ST. JOHN — All participants must sign the interlocal agreement for Lake County’s consolidated E-911 or no one will get a dime from the state in E-911 funding.

Thursday, Nicole Bennett, attorney for the Lake County Public Safety Communications Commission, told members they need to convey to their elected officials the state views the E-911 consolidation as an “all for one, one for all” situation.

It is the state’s position if one entity does not participate in the E-911 consolidation, that entity will not only lose its E-911 dollars from the state, but all 17 of the taxing bodies that are part of the consolidation would lose their funding as well.

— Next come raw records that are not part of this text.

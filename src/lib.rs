// Core modules
pub mod args;
pub mod infrastructure;
pub mod models;
pub mod pipeline;
pub mod source;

“I think the reality needs to be very, very clear to all of your local governments — you affect your neighbor,” Bennett said.

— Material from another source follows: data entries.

use clap::Parser;
use tracing::{debug, error, info, warn};

use userfeed::args::Args;
use userfeed::infrastructure::config::AppConfig;
use userfeed::infrastructure::logging::{setup_logging, LoggingConfig};
use userfeed::models::{DataSettings, User};
use userfeed::pipeline::dispatch::{DispatchMode, ProcessRequest, ProcessingDispatcher};
use userfeed::pipeline::{
    ExpiringCache, ParallelFetchCoordinator, PipelineMetrics, StreamingIngestor, UserApiClient,
};

#[tokio::main]
async fn main() -> anyhow::Result<()> {
    let args = Args::parse();
    setup_logging(LoggingConfig::default())?;

    let mut config = AppConfig::from_env();
    if let Some(url) = &args.base_url {
        config.base_url = url.trim_end_matches('/').to_string();
    }

    let settings = DataSettings {
        pages_to_fetch: args.pages,
        stream_limit: args.stream_limit,
    };
    settings.validate()?;

    let client = UserApiClient::new(&config)?;
    let cache = ExpiringCache::new(config.cache_ttl);
    let mut metrics = PipelineMetrics::default();

    info!("loading users from {}", config.base_url);

    let load_result = if args.stream {
        let ingestor = StreamingIngestor::new(client.clone());
        ingestor
            .ingest_with(settings.stream_limit, |user| {
                debug!("accepted stream record {} ({})", user.id, user.name);
            })
            .await
            .map(|outcome| {
                info!(
                    "stream accepted {} records, skipped {}",
                    outcome.users.len(),
                    outcome.skipped
                );
                outcome.users
            })
    } else {
        let coordinator = ParallelFetchCoordinator::new(client.clone(), cache.clone());
        coordinator
            .load_users(&settings, args.refresh, &mut metrics)
            .await
            .map(|outcome| {
                if outcome.from_cache {
                    info!("served {} users from cache", outcome.users.len());
                }
                outcome.users
            })
    };

    // Loading always completes; a failed load leaves an empty set rather
    // than a stuck pipeline.
    let mut users = match load_result {
        Ok(users) => users,
        Err(e) => {
            error!("load failed: {}", e);
            Vec::new()
        }
    };
    info!("loading finished");

    if !users.is_empty() {
        let dispatcher = ProcessingDispatcher;
        let request = ProcessRequest {
            users: users.clone(),
            min_age: args.min_age,
            sort_by: args.sort_by,
        };
        let mode = if args.worker {
            DispatchMode::Offloaded
        } else {
            DispatchMode::Inline
        };

        match dispatcher.dispatch(request, mode, &mut metrics).await {
            Ok(processed) => users = processed,
            Err(e) => warn!("processing failed, keeping unprocessed records: {}", e),
        }
    }

    print_users(&users, args.json)?;

    let report = metrics.report();
    println!(
        "\ntimings: parallel-all {:.2}ms | parallel-settled {:.2}ms | worker {:.2}ms | main-thread {:.2}ms",
        report.parallel_all_ms,
        report.parallel_settled_ms,
        report.worker_time_ms,
        report.main_thread_time_ms
    );

    Ok(())
}

fn print_users(users: &[User], as_json: bool) -> anyhow::Result<()> {
    if as_json {
        println!("{}", serde_json::to_string_pretty(users)?);
        return Ok(());
    }

    println!("{} users:", users.len());
    for user in users {
        println!("  #{:<4} {:<10} age {:<3} {}", user.id, user.name, user.age, user.email);
    }
    Ok(())
}
use serde::{Deserialize, Serialize};
use thiserror::Error;

/// Pipeline error taxonomy
#[derive(Error, Debug, Clone, Serialize, Deserialize)]
pub enum PipelineError {
    #[error("network error: {message}")]
    Network {
        message: String,
        url: Option<String>,
    },

    #[error("parse error: {message}")]
    Parsing { message: String },

    #[error("validation error: {message}")]
    Validation { message: String },

    #[error("worker error: {message}")]
    Worker { message: String },

    #[error("configuration error: {message}")]
    Configuration { message: String },
}

impl PipelineError {
    pub fn network(message: impl Into<String>, url: Option<String>) -> Self {
        PipelineError::Network {
            message: message.into(),
            url,
        }
    }

    pub fn parsing(message: impl Into<String>) -> Self {
        PipelineError::Parsing {
            message: message.into(),
        }
    }

    pub fn validation(message: impl Into<String>) -> Self {
        PipelineError::Validation {
            message: message.into(),
        }
    }

    pub fn worker(message: impl Into<String>) -> Self {
        PipelineError::Worker {
            message: message.into(),
        }
    }

    pub fn configuration(message: impl Into<String>) -> Self {
        PipelineError::Configuration {
            message: message.into(),
        }
    }
}

impl From<reqwest::Error> for PipelineError {
    fn from(error: reqwest::Error) -> Self {
        PipelineError::Network {
            message: error.to_string(),
            url: error.url().map(|u| u.to_string()),
        }
    }
}

impl From<serde_json::Error> for PipelineError {
    fn from(error: serde_json::Error) -> Self {
        PipelineError::Parsing {
            message: error.to_string(),
        }
    }
}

Bennett said in her months since taking over legal responsibilities for the E-911 commission she has spoken with several elected officials who wanted to know the ramifications of not participating in the consolidation and instead opting to keep their individual dispatch centers.

Those communities need to know their actions will impact every other community in Lake County, she said. While one community could potentially offset the loss of E-911 funds from the state within its own budget, others who need their E-911 funds to operate could be negatively impacted.

Bennett said the interlocal agreement has come about as far as it can until Cender and Associates finishes the financial data needed and the new E-911 director takes his post.

Larry Blanchard, consultant to the Lake County Board of Commissioners, said the commission has received financial information from all of the public safety answering points in Lake County and Cender is compiling the data. The information is expected to be available in a report by mid-July.

Thomas Dabertin, consultant to the E-911 commission, said new director Brian Hitchcock is in the process of relocating from Davenport, Iowa, to Northwest Indiana. He is expected to take the post on or about July 22.

Bennett said until the financial data is available for inclusion in the interlocal, and until Hitchcock has had a chance to determine if the current capital equipment estimate is adequate it cannot be complete.

She said once the numbers are plugged in, a public meeting will take place in mid-August including elected officials, their attorneys and representatives from the state legislature to answer questions and gather final input for the final draft of the document, which will then be circulated for approval among the cities and towns.